RECORDS SHOWN
————
use std::{fs, path::Path, time::Duration};

use anyhow::Context;
use serde::Deserialize;

pub const DEFAULT_CONFIG_FILE: &str = "client.toml";

#[derive(Debug, Clone, PartialEq, Eq, Deserialize)]
#[serde(default)]
pub struct ClientSettings {
    pub server_url: String,
    pub poll_interval_ms: u64,
    pub request_timeout_secs: u64,
}

impl Default for ClientSettings {
    fn default() -> Self {
        Self {
            server_url: "http://127.0.0.1:8000".into(),
            poll_interval_ms: 5000,
            request_timeout_secs: 10,
        }
    }
}

impl ClientSettings {
    pub fn poll_interval(&self) -> Duration {
        Duration::from_millis(self.poll_interval_ms.max(1))
    }

    pub fn request_timeout(&self) -> Duration {
        Duration::from_secs(self.request_timeout_secs)
    }
}

pub fn load_settings() -> anyhow::Result<ClientSettings> {
    load_settings_from(Path::new(DEFAULT_CONFIG_FILE), |key| std::env::var(key).ok())
}

/// Defaults, then the optional TOML file, then environment overrides.
pub fn load_settings_from(
    path: &Path,
    env: impl Fn(&str) -> Option<String>,
) -> anyhow::Result<ClientSettings> {
    let mut settings = match fs::read_to_string(path) {
        Ok(raw) => toml::from_str::<ClientSettings>(&raw)
            .with_context(|| format!("failed to parse client config '{}'", path.display()))?,
        Err(_) => ClientSettings::default(),
    };

    if let Some(v) = env("SERVER_URL") {
        settings.server_url = v;
    }
    if let Some(v) = env("APP__SERVER_URL") {
        settings.server_url = v;
    }

    if let Some(v) = env("APP__POLL_INTERVAL_MS") {
        settings.poll_interval_ms = v
            .parse()
            .with_context(|| format!("APP__POLL_INTERVAL_MS is not a number: '{v}'"))?;
    }
    if let Some(v) = env("APP__REQUEST_TIMEOUT_SECS") {
        settings.request_timeout_secs = v
            .parse()
            .with_context(|| format!("APP__REQUEST_TIMEOUT_SECS is not a number: '{v}'"))?;
    }

    Ok(settings)
}

#[cfg(test)]
#[path = "tests/config_tests.rs"]
mod tests;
————
Having read the entries, repeat them all exactly.

use std::{fs, path::Path, time::Duration};

use anyhow::Context;
use serde::Deserialize;

pub const DEFAULT_CONFIG_FILE: &str = "client.toml";

#[derive(Debug, Clone, PartialEq, Eq, Deserialize)]
#[serde(default)]
pub struct ClientSettings {
    pub server_url: String,
    pub poll_interval_ms: u64,
    pub request_timeout_secs: u64,
}

impl Default for ClientSettings {
    fn default() -> Self {
        Self {
            server_url: "http://127.0.0.1:8000".into(),
            poll_interval_ms: 5000,
            request_timeout_secs: 10,
        }
    }
}

impl ClientSettings {
    pub fn poll_interval(&self) -> Duration {
        Duration::from_millis(self.poll_interval_ms.max(1))
    }

    pub fn request_timeout(&self) -> Duration {
        Duration::from_secs(self.request_timeout_secs)
    }
}

pub fn load_settings() -> anyhow::Result<ClientSettings> {
    load_settings_from(Path::new(DEFAULT_CONFIG_FILE), |key| std::env::var(key).ok())
}

/// Defaults, then the optional TOML file, then environment overrides.
pub fn load_settings_from(
    path: &Path,
    env: impl Fn(&str) -> Option<String>,
) -> anyhow::Result<ClientSettings> {
    let mut settings = match fs::read_to_string(path) {
        Ok(raw) => toml::from_str::<ClientSettings>(&raw)
            .with_context(|| format!("failed to parse client config '{}'", path.display()))?,
        Err(_) => ClientSettings::default(),
    };

    if let Some(v) = env("SERVER_URL") {
        settings.server_url = v;
    }
    if let Some(v) = env("APP__SERVER_URL") {
        settings.server_url = v;
    }

    if let Some(v) = env("APP__POLL_INTERVAL_MS") {
        settings.poll_interval_ms = v
            .parse()
            .with_context(|| format!("APP__POLL_INTERVAL_MS is not a number: '{v}'"))?;
    }
    if let Some(v) = env("APP__REQUEST_TIMEOUT_SECS") {
        settings.request_timeout_secs = v
            .parse()
            .with_context(|| format!("APP__REQUEST_TIMEOUT_SECS is not a number: '{v}'"))?;
    }

    Ok(settings)
}

#[cfg(test)]
#[path = "tests/config_tests.rs"]
mod tests;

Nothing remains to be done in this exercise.